Faute de mieux, les économistes
mesurent le progrès technique par l’augmentation de la productivité globale des
facteurs (PGF). Mais dire que le progrès technique correspond aux gains de PGF
est doublement insatisfaisant. D’une part, la PGF mesure très imparfaitement le
PT, comme le montre aujourd’hui le décalage incroyable entre le progrès
technique réel, visible dans la vie quotidienne, et celui visible dans les
statistiques de PGF. D’autre part, ça ne nous dit pas ce qu’est le progrès
technique, ni d’où il vient. En ce sens, l’augmentation de la PGF n’est rien
d’autre que « la mesure de notre ignorance » (Moise Abramovitz).
En premier lieu, le progrès
technique ne se limite pas à ce que l’on sait mesurer. Il intègre aussi les
effets sur le niveau de vie des innovations de produits. Or, pour calculer l’évolution
du PIB réel, les comptables nationaux utilisent comme déflateur un indice des
prix qui prend très mal en compte l’effet réel des nouvelles technologies.
Nordhaus donne l’exemple de
l’éclairage : supposons qu’en T1 une lampe à pétrole produise de la
lumière pour un coût horaire de 10 € par million de lumens. En T2, ce coût
augmente à 11 €. La même année, l’électricité arrive dans les foyers,
fournissant la même quantité de lumière pour un coût horaire de 0,12 €, puis de
0,1 € en T3. Que se passe-t-il ? L’indice officiel des prix enregistre une
hausse de 10 % entre T1 et T2, puis une baisse de 20 % entre T2 et T3, passant
complètement à côté de l’essentiel : la baisse de 900 % du prix de
l’éclairage consécutive au changement de technologie. Sur la période 1800-1992,
Nordhaus a ainsi calculé que la baisse du prix réel de l’éclairage était en
réalité mille fois plus importante que celle mesurée avec l’indice officiel des
prix ! De même, les statistiques historiques passent complètement à côté
des changements tectoniques consécutifs à l’apparition du train, de
l’automobile, de la télévision, des antibiotiques, des portables, de l’Internet
avec ses fabuleuses applications. C’est d’ailleurs la principale critique
adressée à la thèse de la stagnation séculaire : celle-ci n’est visible
que dans les statistiques !
En second lieu, l’évolution de
la PGF mesure (très imparfaitement) le progrès technique, elle ne le définit
pas.
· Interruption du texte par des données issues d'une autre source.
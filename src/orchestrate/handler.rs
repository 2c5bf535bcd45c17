//! Run-wait-branch state machine
//!
//! ```text
//! Submitting ──ok──▶ Polling ──SUCCEEDED──▶ SuccessPath ──ok──▶ 200
//!     │                │ ▲                      │
//!     │                │ └─ running: sleep      │ start error
//!     │ error          │ FAILED/STOPPED/error   ▼
//!     └────────────────┴──────────────────▶ FailurePath ──▶ 500
//! ```

use super::types::{
    CatalogRefresher, HandlerResponse, JobRunState, JobRunner, Sleeper, TokioSleeper,
    JOB_NOT_SUCCEEDED_MESSAGE,
};
use crate::config::OrchestrationConfig;
use serde_json::Value;
use std::sync::Arc;
use tracing::{error, info, warn};

/// Handler state between steps
#[derive(Debug, Clone, PartialEq, Eq)]
pub enum HandlerState {
    Submitting,
    Polling { run_id: String, polls: u64 },
    SuccessPath { run_id: String },
    FailurePath { error: String },
}

/// Result of advancing the state machine once
#[derive(Debug, Clone, PartialEq, Eq)]
pub enum Step {
    Continue(HandlerState),
    Done(HandlerResponse),
}

/// Drives one job run to completion and triggers the catalog refresh
pub struct OrchestrationHandler {
    config: OrchestrationConfig,
    jobs: Arc<dyn JobRunner>,
    catalog: Arc<dyn CatalogRefresher>,
    sleeper: Arc<dyn Sleeper>,
}

impl OrchestrationHandler {
    /// Create a handler that sleeps on the tokio timer
    pub fn new(
        config: OrchestrationConfig,
        jobs: Arc<dyn JobRunner>,
        catalog: Arc<dyn CatalogRefresher>,
    ) -> Self {
        Self {
            config,
            jobs,
            catalog,
            sleeper: Arc::new(TokioSleeper),
        }
    }

    /// Replace the sleeper
    #[must_use]
    pub fn with_sleeper(mut self, sleeper: Arc<dyn Sleeper>) -> Self {
        self.sleeper = sleeper;
        self
    }

    /// Handler configuration
    pub fn config(&self) -> &OrchestrationConfig {
        &self.config
    }

    /// Handle one trigger
    ///
    /// Blocks until the job reaches a terminal state. Never fails: every
    /// error becomes a 500 response.
    pub async fn invoke(&self, payload: &Value) -> HandlerResponse {
        info!(payload = %payload, "Received trigger");

        let mut state = HandlerState::Submitting;
        loop {
            match self.step(state).await {
                Step::Continue(next) => state = next,
                Step::Done(response) => return response,
            }
        }
    }

    /// Advance the state machine by one transition
    pub async fn step(&self, state: HandlerState) -> Step {
        let job_name = &self.config.job_name;

        match state {
            HandlerState::Submitting => {
                info!(job = %job_name, "Starting job");
                match self.jobs.submit(job_name).await {
                    Ok(run_id) => {
                        info!(job = %job_name, run_id = %run_id, "Job started");
                        Step::Continue(HandlerState::Polling { run_id, polls: 0 })
                    }
                    Err(e) => {
                        error!(job = %job_name, error = %e, "Error starting job");
                        Step::Continue(HandlerState::FailurePath {
                            error: e.to_string(),
                        })
                    }
                }
            }

            HandlerState::Polling { run_id, polls } => {
                match self.jobs.get_state(job_name, &run_id).await {
                    Ok(run_state) => {
                        info!(run_id = %run_id, state = run_state.as_str(), polls, "Current job status");
                        match run_state {
                            JobRunState::Succeeded => {
                                Step::Continue(HandlerState::SuccessPath { run_id })
                            }
                            JobRunState::Failed(_) | JobRunState::Stopped => {
                                warn!(run_id = %run_id, "Job failed or stopped, not starting crawler");
                                Step::Continue(HandlerState::FailurePath {
                                    error: JOB_NOT_SUCCEEDED_MESSAGE.to_string(),
                                })
                            }
                            JobRunState::Running(_) => {
                                self.sleeper.sleep(self.config.poll_interval()).await;
                                Step::Continue(HandlerState::Polling {
                                    run_id,
                                    polls: polls + 1,
                                })
                            }
                        }
                    }
                    Err(e) => {
                        error!(run_id = %run_id, error = %e, "Error checking job status");
                        Step::Continue(HandlerState::FailurePath {
                            error: e.to_string(),
                        })
                    }
                }
            }

            HandlerState::SuccessPath { run_id } => {
                let crawler = &self.config.crawler_name;
                match self.catalog.start(crawler).await {
                    Ok(()) => {
                        info!(crawler = %crawler, "Crawler started");
                        Step::Done(HandlerResponse::success(run_id))
                    }
                    Err(e) => {
                        error!(crawler = %crawler, error = %e, "Error starting crawler");
                        Step::Continue(HandlerState::FailurePath {
                            error: e.to_string(),
                        })
                    }
                }
            }

            HandlerState::FailurePath { error } => Step::Done(HandlerResponse::failure(error)),
        }
    }
}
Une bonne définition du progrès technique est donnée par Pierre Ralle
& Dominique Guellec : "Le progrès technique correspond à un
accroissement de la connaissance que les hommes ont des lois de la nature
appliquées à la production. Il permet l'apparition de nouveaux produits et procédés
qui augmentent le bien-être des individus, par un accroissement ou une
transformation de la consommation" (Les nouvelles théories de la
croissance).
Le grand mérite de cette
définition est de lier PT et connaissance. Fondamentalement, nous dit Joël Mokyr
(The gifts of Athena), le progrès technique est le résultat d’un
processus d'accumulation, de diffusion et d'utilisation croissante de la connaissance
utile -- la connaissance qui affecte la capacité technologique des hommes.
Mokyr distingue deux formes, complémentaires, de la connaissance utile :
- la connaissance
épistémique. Elle s'accroît chaque fois que sont découvertes de
nouvelles lois, de nouvelles régularités, autrement dit, chaque fois qu'est
proposée une nouvelle interprétation d'un phénomène; elle s’accroît aussi
chaque fois qu'est observé, mesuré, répertorié un nouveau phénomène. Elle
apporte des réponses à la question "Qu'est-ce que c'est ?", et ces
réponses sont justes ou fausses.
- la connaissance
technique. Elle s'accroît chaque fois que sont inventés de nouvelles
recettes, de nouvelles combinaisons de moyens pour arriver à une fin donnée.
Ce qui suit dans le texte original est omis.